What you need to do
Across these entries, count the lines holding the string "struct"; the number is the whole answer.

Provided material
###

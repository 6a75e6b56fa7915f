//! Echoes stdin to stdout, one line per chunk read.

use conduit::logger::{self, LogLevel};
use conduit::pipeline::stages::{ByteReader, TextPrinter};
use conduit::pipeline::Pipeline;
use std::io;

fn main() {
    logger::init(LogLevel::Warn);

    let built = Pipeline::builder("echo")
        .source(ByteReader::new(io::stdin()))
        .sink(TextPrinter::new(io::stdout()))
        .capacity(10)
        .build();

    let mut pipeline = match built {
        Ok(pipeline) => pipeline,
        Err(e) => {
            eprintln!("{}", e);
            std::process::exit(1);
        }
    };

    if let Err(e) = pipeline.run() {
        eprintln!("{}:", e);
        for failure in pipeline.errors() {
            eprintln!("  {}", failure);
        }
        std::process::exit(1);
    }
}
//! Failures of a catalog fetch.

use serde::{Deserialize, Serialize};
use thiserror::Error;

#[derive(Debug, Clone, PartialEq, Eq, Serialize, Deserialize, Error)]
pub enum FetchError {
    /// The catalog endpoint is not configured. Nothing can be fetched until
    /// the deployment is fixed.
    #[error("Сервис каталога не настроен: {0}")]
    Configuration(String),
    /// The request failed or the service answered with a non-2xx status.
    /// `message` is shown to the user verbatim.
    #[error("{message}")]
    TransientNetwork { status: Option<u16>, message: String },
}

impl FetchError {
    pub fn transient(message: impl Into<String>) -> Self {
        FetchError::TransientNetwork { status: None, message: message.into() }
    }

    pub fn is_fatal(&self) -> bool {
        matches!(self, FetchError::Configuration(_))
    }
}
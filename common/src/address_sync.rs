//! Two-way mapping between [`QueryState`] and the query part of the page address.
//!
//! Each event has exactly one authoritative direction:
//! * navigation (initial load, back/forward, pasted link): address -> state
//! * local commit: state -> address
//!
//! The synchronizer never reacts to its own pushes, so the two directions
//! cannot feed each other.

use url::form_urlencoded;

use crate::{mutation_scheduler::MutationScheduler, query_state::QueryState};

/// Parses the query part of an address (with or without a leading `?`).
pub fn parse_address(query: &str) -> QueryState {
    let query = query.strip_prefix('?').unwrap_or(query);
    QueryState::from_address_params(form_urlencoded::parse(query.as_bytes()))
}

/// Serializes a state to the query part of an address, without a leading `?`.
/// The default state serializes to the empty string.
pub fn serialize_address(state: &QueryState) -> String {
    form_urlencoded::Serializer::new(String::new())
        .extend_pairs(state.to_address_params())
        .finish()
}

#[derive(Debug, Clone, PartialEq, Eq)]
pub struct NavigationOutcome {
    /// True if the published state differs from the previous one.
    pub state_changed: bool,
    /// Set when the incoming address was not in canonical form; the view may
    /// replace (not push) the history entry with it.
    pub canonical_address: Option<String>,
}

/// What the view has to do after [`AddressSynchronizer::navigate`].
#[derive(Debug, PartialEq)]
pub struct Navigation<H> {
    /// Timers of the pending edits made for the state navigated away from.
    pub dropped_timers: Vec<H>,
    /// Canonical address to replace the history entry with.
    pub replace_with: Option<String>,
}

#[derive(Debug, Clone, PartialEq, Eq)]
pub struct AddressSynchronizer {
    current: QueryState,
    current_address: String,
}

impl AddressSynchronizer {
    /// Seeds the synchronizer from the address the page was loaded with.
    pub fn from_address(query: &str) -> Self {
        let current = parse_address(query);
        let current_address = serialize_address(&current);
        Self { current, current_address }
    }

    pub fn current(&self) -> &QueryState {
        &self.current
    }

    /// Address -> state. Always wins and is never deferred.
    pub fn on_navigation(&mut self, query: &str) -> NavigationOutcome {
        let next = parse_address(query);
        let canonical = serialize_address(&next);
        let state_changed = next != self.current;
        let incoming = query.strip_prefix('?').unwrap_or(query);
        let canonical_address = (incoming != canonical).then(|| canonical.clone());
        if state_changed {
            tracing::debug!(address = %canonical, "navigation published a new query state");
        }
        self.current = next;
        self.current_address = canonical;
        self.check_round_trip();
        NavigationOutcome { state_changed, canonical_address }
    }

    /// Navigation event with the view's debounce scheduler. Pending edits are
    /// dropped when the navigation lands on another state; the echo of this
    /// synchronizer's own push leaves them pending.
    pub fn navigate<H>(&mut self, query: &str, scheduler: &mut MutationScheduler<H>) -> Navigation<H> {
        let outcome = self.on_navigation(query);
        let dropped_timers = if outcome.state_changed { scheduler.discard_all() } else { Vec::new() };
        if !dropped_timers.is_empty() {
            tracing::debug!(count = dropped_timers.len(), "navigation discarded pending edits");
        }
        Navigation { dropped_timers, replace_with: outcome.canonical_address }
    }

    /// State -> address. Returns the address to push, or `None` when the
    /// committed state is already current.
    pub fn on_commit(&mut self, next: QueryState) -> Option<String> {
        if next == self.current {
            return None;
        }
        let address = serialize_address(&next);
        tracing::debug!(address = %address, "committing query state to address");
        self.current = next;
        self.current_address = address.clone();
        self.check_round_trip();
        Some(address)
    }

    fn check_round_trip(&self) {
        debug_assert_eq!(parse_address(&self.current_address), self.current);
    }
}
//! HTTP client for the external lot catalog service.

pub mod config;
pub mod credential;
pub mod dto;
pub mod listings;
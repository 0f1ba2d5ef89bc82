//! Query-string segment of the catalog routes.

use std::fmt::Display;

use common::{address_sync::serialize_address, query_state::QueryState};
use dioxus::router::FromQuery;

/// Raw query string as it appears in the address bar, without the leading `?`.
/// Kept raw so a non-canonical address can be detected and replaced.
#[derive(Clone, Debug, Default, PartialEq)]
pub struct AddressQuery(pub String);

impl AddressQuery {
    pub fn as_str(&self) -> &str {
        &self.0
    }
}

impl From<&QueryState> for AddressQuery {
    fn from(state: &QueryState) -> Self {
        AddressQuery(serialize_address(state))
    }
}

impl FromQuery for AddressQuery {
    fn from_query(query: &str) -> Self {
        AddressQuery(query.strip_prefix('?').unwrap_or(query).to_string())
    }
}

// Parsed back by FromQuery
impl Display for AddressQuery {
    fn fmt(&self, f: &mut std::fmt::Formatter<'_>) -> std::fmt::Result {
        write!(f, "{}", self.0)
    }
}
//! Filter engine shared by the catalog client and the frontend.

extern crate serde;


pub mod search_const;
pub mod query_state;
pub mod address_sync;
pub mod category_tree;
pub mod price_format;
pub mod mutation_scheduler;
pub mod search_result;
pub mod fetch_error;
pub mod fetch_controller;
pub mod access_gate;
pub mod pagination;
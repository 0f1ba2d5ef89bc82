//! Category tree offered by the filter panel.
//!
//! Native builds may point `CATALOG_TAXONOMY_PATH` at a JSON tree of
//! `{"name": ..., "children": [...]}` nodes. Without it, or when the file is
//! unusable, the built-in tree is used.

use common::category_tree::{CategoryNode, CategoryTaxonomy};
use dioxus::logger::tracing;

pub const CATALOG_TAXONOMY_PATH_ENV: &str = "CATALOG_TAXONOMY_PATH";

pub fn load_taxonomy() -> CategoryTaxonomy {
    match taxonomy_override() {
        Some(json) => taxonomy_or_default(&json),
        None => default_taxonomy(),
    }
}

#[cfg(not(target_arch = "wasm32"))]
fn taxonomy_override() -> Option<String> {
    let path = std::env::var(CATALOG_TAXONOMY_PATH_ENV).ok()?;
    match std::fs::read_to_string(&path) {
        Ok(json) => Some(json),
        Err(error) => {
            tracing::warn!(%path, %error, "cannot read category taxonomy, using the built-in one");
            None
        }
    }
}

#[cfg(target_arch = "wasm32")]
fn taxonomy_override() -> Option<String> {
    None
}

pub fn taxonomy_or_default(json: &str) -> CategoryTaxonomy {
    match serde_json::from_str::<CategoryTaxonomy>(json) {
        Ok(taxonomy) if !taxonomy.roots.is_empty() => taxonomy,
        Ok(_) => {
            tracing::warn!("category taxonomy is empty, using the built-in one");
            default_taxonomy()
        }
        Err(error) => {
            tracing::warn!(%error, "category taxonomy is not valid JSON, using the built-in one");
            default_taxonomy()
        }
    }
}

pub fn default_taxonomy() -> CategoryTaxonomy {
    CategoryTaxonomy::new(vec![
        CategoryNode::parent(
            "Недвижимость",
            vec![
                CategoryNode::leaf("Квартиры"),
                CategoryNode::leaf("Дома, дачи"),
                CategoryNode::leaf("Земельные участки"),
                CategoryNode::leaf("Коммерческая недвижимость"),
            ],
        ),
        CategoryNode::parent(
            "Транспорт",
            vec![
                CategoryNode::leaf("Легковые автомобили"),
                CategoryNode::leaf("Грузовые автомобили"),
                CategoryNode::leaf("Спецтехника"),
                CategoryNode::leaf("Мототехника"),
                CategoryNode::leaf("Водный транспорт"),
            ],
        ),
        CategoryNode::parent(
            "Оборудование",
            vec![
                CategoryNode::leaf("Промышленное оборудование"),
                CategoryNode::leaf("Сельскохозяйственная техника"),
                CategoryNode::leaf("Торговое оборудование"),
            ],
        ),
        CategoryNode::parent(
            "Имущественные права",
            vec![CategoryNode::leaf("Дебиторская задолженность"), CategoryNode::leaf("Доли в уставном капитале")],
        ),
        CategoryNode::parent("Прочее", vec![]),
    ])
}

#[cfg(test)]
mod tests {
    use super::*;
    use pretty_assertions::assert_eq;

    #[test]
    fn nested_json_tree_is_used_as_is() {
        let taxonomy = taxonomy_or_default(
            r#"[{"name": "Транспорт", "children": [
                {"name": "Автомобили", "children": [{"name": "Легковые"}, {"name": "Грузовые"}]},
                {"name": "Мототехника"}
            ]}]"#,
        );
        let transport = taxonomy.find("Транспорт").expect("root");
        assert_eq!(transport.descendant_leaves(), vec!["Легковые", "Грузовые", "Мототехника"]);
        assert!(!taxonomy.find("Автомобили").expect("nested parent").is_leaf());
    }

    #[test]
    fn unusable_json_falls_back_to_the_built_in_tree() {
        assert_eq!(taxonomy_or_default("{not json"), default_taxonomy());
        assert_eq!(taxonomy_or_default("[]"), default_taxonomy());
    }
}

###

Exercise answer
4